Your instructions
From the first line of the data below through the line holding "in writing, software", write out each line exactly as it stands.

Provided material
/*
 *  Copyright 2025-2026 Corral Maintainers
 *
 *  Licensed under the Apache License, Version 2.0 (the "License");
 *  you may not use this file except in compliance with the License.
 *  You may obtain a copy of the License at
 *
 *      http://www.apache.org/licenses/LICENSE-2.0
 *
 *  Unless required by applicable law or agreed to in writing, software
 *  distributed under the License is distributed on an "AS IS" BASIS,
 *  WITHOUT WARRANTIES OR CONDITIONS OF ANY KIND, either express or implied.
 *  See the License for the specific language governing permissions and
 *  limitations under the License.
 */

//! Error types for each layer of the control plane.
//!
//! Admission errors are returned to the caller synchronously. Execution errors
//! never reach a caller: workers record them on the job row and publish them
//! on the event bus.

use std::path::PathBuf;
use std::time::Duration;
use thiserror::Error;

/// Errors raised by the persistence layer.
#[derive(Debug, Error)]
pub enum DatabaseError {
    #[error("Connection pool error: {0}")]
    ConnectionPool(String),

    #[error("Database error: {0}")]
    Query(#[from] diesel::result::Error),

    #[error("Migration error: {0}")]
    Migration(String),

    #[error("Unsupported database URL '{0}': only SQLite paths are supported")]
    UnsupportedBackend(String),

    #[error("Serialization error: {0}")]
    Serialization(#[from] serde_json::Error),

    #[error("Corrupt {entity} record '{id}': {message}")]
    Corrupt {
        entity: &'static str,
        id: String,
        message: String,
    },

    #[error("{entity} not found: {id}")]
    NotFound { entity: &'static str, id: String },

    #[error("Invalid state transition for job {job_id}: job is not {expected}")]
    InvalidTransition {
        job_id: String,
        expected: &'static str,
    },
}

impl DatabaseError {
    pub fn is_not_found(&self) -> bool {
        matches!(
            self,
            DatabaseError::NotFound { .. } | DatabaseError::Query(diesel::result::Error::NotFound)
        )
    }
}

/// Errors reported by a runtime provider, classified for retry decisions.
#[derive(Debug, Clone, Error, PartialEq, Eq)]
pub enum ProviderError {
    #[error("Transient provider error: {0}")]
    Transient(String),

    #[error("Instance not found: {0}")]
    NotFound(String),

    #[error("Provider error: {0}")]
    Fatal(String),
}

impl ProviderError {
    pub fn is_transient(&self) -> bool {
        matches!(self, ProviderError::Transient(_))
    }
}

/// Errors returned synchronously by job admission.
#[derive(Debug, Error)]
pub enum AdmissionError {
    #[error("Invalid request: {0}")]
    Validation(String),

    #[error(
        "Quota exceeded: requested {requested_cpu} vCPU / {requested_memory_mb} MB with \
         {used_cpu} vCPU / {used_memory_mb} MB in use (ceiling {max_cpu} vCPU / {max_memory_mb} MB)"
    )]
    QuotaExceeded {
        requested_cpu: u64,
        requested_memory_mb: u64,
        used_cpu: u64,
        used_memory_mb: u64,
        max_cpu: u64,
        max_memory_mb: u64,
    },

    #[error("Failed to query runtime provider: {0}")]
    Provider(#[from] ProviderError),

    #[error(transparent)]
    Database(#[from] DatabaseError),
}

impl AdmissionError {
    /// Status code an HTTP front end should answer with for this rejection.
    /// Accepted jobs map to 202.
    pub fn http_status(&self) -> u16 {
        match self {
            AdmissionError::Validation(_) => 400,
            AdmissionError::QuotaExceeded { .. } => 409,
            AdmissionError::Provider(_) => 502,
            AdmissionError::Database(_) => 500,
        }
    }
}

/// Errors from IP address management.
#[derive(Debug, Error)]
pub enum IpamError {
    #[error("No IP addresses available in any pool")]
    PoolExhausted,

    #[error("Network not found: {0}")]
    NetworkNotFound(String),

    #[error("Invalid CIDR '{cidr}': {reason}")]
    InvalidCidr { cidr: String, reason: String },

    #[error("Invalid IPv4 address '{0}'")]
    InvalidAddress(String),

    #[error("Network still has {0} allocated addresses")]
    NetworkInUse(i64),

    #[error(transparent)]
    Database(#[from] DatabaseError),
}

impl From<diesel::result::Error> for IpamError {
    fn from(e: diesel::result::Error) -> Self {
        IpamError::Database(DatabaseError::Query(e))
    }
}

/// Errors raised while a worker executes a job.
#[derive(Debug, Error)]
pub enum ExecutorError {
    #[error("Provider call failed: {0}")]
    Provider(#[from] ProviderError),

    #[error("Job timed out after {0:?}")]
    Timeout(Duration),

    #[error("IP allocation failed: {0}")]
    Ipam(#[from] IpamError),

    #[error(transparent)]
    Database(#[from] DatabaseError),

    #[error("Invalid job payload: {0}")]
    Payload(String),

    #[error("Attempt ceiling reached after {0} attempts")]
    AttemptsExhausted(i32),

    #[error("Invalid state transition for job {0}")]
    InvalidTransition(String),

    #[error("Job execution panicked: {0}")]
    Panicked(String),

    #[error("Port limit reached: tier allows {limit} {protocol} forwards")]
    PortLimit { protocol: String, limit: usize },
}

impl ExecutorError {
    /// Transient failures are retried with backoff; everything else fails the job.
    pub fn is_transient(&self) -> bool {
        match self {
            ExecutorError::Provider(e) => e.is_transient(),
            ExecutorError::Timeout(_) => true,
            _ => false,
        }
    }
}

/// Errors that abort a reconciliation sweep.
#[derive(Debug, Error)]
pub enum SyncError {
    #[error("Failed to list instances from runtime provider: {0}")]
    Provider(#[from] ProviderError),

    #[error(transparent)]
    Database(#[from] DatabaseError),
}

/// Errors loading or validating configuration.
#[derive(Debug, Error)]
pub enum ConfigError {
    #[error("Failed to read configuration file {path}: {source}")]
    Read {
        path: PathBuf,
        #[source]
        source: std::io::Error,
    },

    #[error("Failed to parse TOML configuration: {0}")]
    Parse(#[from] toml::de::Error),

    #[error("Invalid configuration: {0}")]
    Invalid(String),
}

/// Errors starting or stopping the control plane runtime.
#[derive(Debug, Error)]
pub enum ControlPlaneError {
    #[error(transparent)]
    Config(#[from] ConfigError),

    #[error(transparent)]
    Database(#[from] DatabaseError),

    #[error("Control plane requires a runtime provider")]
    MissingProvider,

    #[error("Control plane is already shut down")]
    ShutDown,
}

Response to the exercise
/*
 *  Copyright 2025-2026 Corral Maintainers
 *
 *  Licensed under the Apache License, Version 2.0 (the "License");
 *  you may not use this file except in compliance with the License.
 *  You may obtain a copy of the License at
 *
 *      http://www.apache.org/licenses/LICENSE-2.0
 *
 *  Unless required by applicable law or agreed to in writing, software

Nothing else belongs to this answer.